## ACTIVITY:
Go through the records, and copy each line in which the string "rebalancing" is present.

[Saved entries]

━━━━━━

//! Portfolio simulation.
//!
//! Three operating modes share one per-period compounding step:
//! - **Full path** ([`Portfolio::run_path`]): buy-and-hold over a whole
//!   return series, sleeve weights drifting freely.
//! - **Rebalanced path** ([`Portfolio::run_path_rebalanced`]): the same,
//!   with the sleeves reset to their target weights every N periods.
//! - **Real-time continuation** ([`LiveTracker`]): one step at a time
//!   against persistent state, for incremental live tracking.

use jiff::civil::Date;
use serde::{Deserialize, Serialize};

use crate::config::StrategyConfig;
use crate::series::ReturnSeries;
use crate::sleeves::Sleeve;

/// One emitted period of a simulated path.
#[derive(Debug, Clone, Copy, PartialEq, Serialize, Deserialize)]
pub struct PathRecord {
    pub date: Date,
    pub index_value: f64,
    pub hedged_value: f64,
    pub unhedged_value: f64,
    pub total_value: f64,
    pub hedged_weight: f64,
    pub unhedged_weight: f64,
}

/// Apply one period's index return to both sleeve values in place.
///
/// This is the single compounding primitive shared by every simulation
/// mode; the two values always move together.
fn compound_sleeves(
    hedged_value: &mut f64,
    unhedged_value: &mut f64,
    r_index: f64,
    config: &StrategyConfig,
) {
    *hedged_value *= 1.0 + Sleeve::Hedged.map(r_index, config);
    *unhedged_value *= 1.0 + Sleeve::Unhedged.map(r_index, config);
}

/// Current sleeve weights, derived from the values.
///
/// Weights are never stored independently; they are always recomputed
/// from the sleeve values so they cannot drift out of sync. A
/// non-positive total is a legitimate (if degenerate) state under
/// leverage, and reports both weights as zero rather than dividing.
fn derive_weights(hedged_value: f64, unhedged_value: f64) -> (f64, f64) {
    let total = hedged_value + unhedged_value;
    if total > 0.0 {
        (hedged_value / total, unhedged_value / total)
    } else {
        (0.0, 0.0)
    }
}

/// Mutable compounding state for one path run.
///
/// Owned exclusively by the path functions below for the duration of a
/// run; the three scalars only ever evolve together through
/// [`PathState::step`].
#[derive(Debug, Clone, Copy)]
pub(crate) struct PathState {
    pub index_value: f64,
    pub hedged_value: f64,
    pub unhedged_value: f64,
}

impl PathState {
    pub(crate) fn new(config: &StrategyConfig) -> Self {
        Self {
            index_value: 1.0,
            hedged_value: config.initial_capital * config.hedged_weight,
            unhedged_value: config.initial_capital * config.unhedged_weight,
        }
    }

    /// Advance the state by one index return.
    pub(crate) fn step(&mut self, r_index: f64, config: &StrategyConfig) {
        self.index_value *= 1.0 + r_index;
        compound_sleeves(
            &mut self.hedged_value,
            &mut self.unhedged_value,
            r_index,
            config,
        );
    }

    /// Reset both sleeves to their target share of the current total.
    pub(crate) fn rebalance(&mut self, config: &StrategyConfig) {
        let total = self.total_value();
        self.hedged_value = total * config.hedged_weight;
        self.unhedged_value = total * config.unhedged_weight;
    }

    pub(crate) fn total_value(&self) -> f64 {
        self.hedged_value + self.unhedged_value
    }

    fn record(&self, date: Date) -> PathRecord {
        let (hedged_weight, unhedged_weight) =
            derive_weights(self.hedged_value, self.unhedged_value);
        PathRecord {
            date,
            index_value: self.index_value,
            hedged_value: self.hedged_value,
            unhedged_value: self.unhedged_value,
            total_value: self.total_value(),
            hedged_weight,
            unhedged_weight,
        }
    }
}

/// Stateless full-path simulator.
///
/// Every run starts fresh from config-derived initial values; nothing is
/// retained between runs. For stateful incremental tracking use
/// [`LiveTracker`] instead.
#[derive(Debug, Clone)]
pub struct Portfolio {
    config: StrategyConfig,
}

impl Portfolio {
    #[must_use]
    pub fn new(config: StrategyConfig) -> Self {
        Self { config }
    }

    #[must_use]
    pub fn config(&self) -> &StrategyConfig {
        &self.config
    }

    /// Buy-and-hold simulation over the whole series (no rebalancing).
    ///
    /// Emits one record per period in chronological order; an empty
    /// series yields an empty path.
    #[must_use]
    pub fn run_path(&self, returns: &ReturnSeries) -> Vec<PathRecord> {
        let mut state = PathState::new(&self.config);
        returns
            .observations()
            .iter()
            .map(|obs| {
                state.step(obs.value, &self.config);
                state.record(obs.date)
            })
            .collect()
    }

    /// Simulation with periodic rebalancing every `rebalance_frequency`
    /// periods.
    ///
    /// Periods are counted from 1; the rebalance happens immediately
    /// after the step of every period whose counter is an exact multiple
    /// of the frequency, and that period's record reflects the
    /// post-rebalance values.
    #[must_use]
    pub fn run_path_rebalanced(
        &self,
        returns: &ReturnSeries,
        rebalance_frequency: usize,
    ) -> Vec<PathRecord> {
        let mut state = PathState::new(&self.config);
        returns
            .observations()
            .iter()
            .enumerate()
            .map(|(i, obs)| {
                state.step(obs.value, &self.config);
                if rebalance_frequency > 0 && (i + 1) % rebalance_frequency == 0 {
                    state.rebalance(&self.config);
                }
                state.record(obs.date)
            })
            .collect()
    }
}

/// Snapshot returned by one real-time update.
#[derive(Debug, Clone, Copy, PartialEq, Serialize, Deserialize)]
pub struct LiveSnapshot {
    pub date: Date,
    /// Total portfolio equity after the step
    pub equity: f64,
    pub hedged_value: f64,
    pub unhedged_value: f64,
    /// The realized index return implied by the two price observations
    pub index_return: f64,
    pub hedged_weight: f64,
    pub unhedged_weight: f64,
}

/// Persistent single-step tracker for real-time continuation.
///
/// Unlike [`Portfolio`], this owns mutable sleeve values that survive
/// across calls. A caller that needs continuation across process
/// restarts persists the two sleeve values itself and rebuilds the
/// tracker with [`LiveTracker::restore`]. The update step is not
/// idempotent; a concurrent caller must serialize calls against one
/// instance.
#[derive(Debug, Clone)]
pub struct LiveTracker {
    config: StrategyConfig,
    hedged_value: f64,
    unhedged_value: f64,
}

impl LiveTracker {
    /// Start tracking from the config-derived initial allocation.
    #[must_use]
    pub fn new(config: StrategyConfig) -> Self {
        let hedged_value = config.initial_capital * config.hedged_weight;
        let unhedged_value = config.initial_capital * config.unhedged_weight;
        Self {
            config,
            hedged_value,
            unhedged_value,
        }
    }

    /// Resume tracking from externally persisted sleeve values.
    #[must_use]
    pub fn restore(config: StrategyConfig, hedged_value: f64, unhedged_value: f64) -> Self {
        Self {
            config,
            hedged_value,
            unhedged_value,
        }
    }

    #[must_use]
    pub fn config(&self) -> &StrategyConfig {
        &self.config
    }

    #[must_use]
    pub fn hedged_value(&self) -> f64 {
        self.hedged_value
    }

    #[must_use]
    pub fn unhedged_value(&self) -> f64 {
        self.unhedged_value
    }

    #[must_use]
    pub fn equity(&self) -> f64 {
        self.hedged_value + self.unhedged_value
    }

    /// Apply one day of performance from two consecutive price
    /// observations, mutating the persistent state in place.
    pub fn update(&mut self, price_today: f64, price_yesterday: f64, date: Date) -> LiveSnapshot {
        let index_return = price_today / price_yesterday - 1.0;
        compound_sleeves(
            &mut self.hedged_value,
            &mut self.unhedged_value,
            index_return,
            &self.config,
        );
        let (hedged_weight, unhedged_weight) =
            derive_weights(self.hedged_value, self.unhedged_value);

        LiveSnapshot {
            date,
            equity: self.equity(),
            hedged_value: self.hedged_value,
            unhedged_value: self.unhedged_value,
            index_return,
            hedged_weight,
            unhedged_weight,
        }
    }
}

━━━━━━

## OUTPUT OF THE TASK:
    /// Buy-and-hold simulation over the whole series (no rebalancing).
    /// Simulation with periodic rebalancing every `rebalance_frequency`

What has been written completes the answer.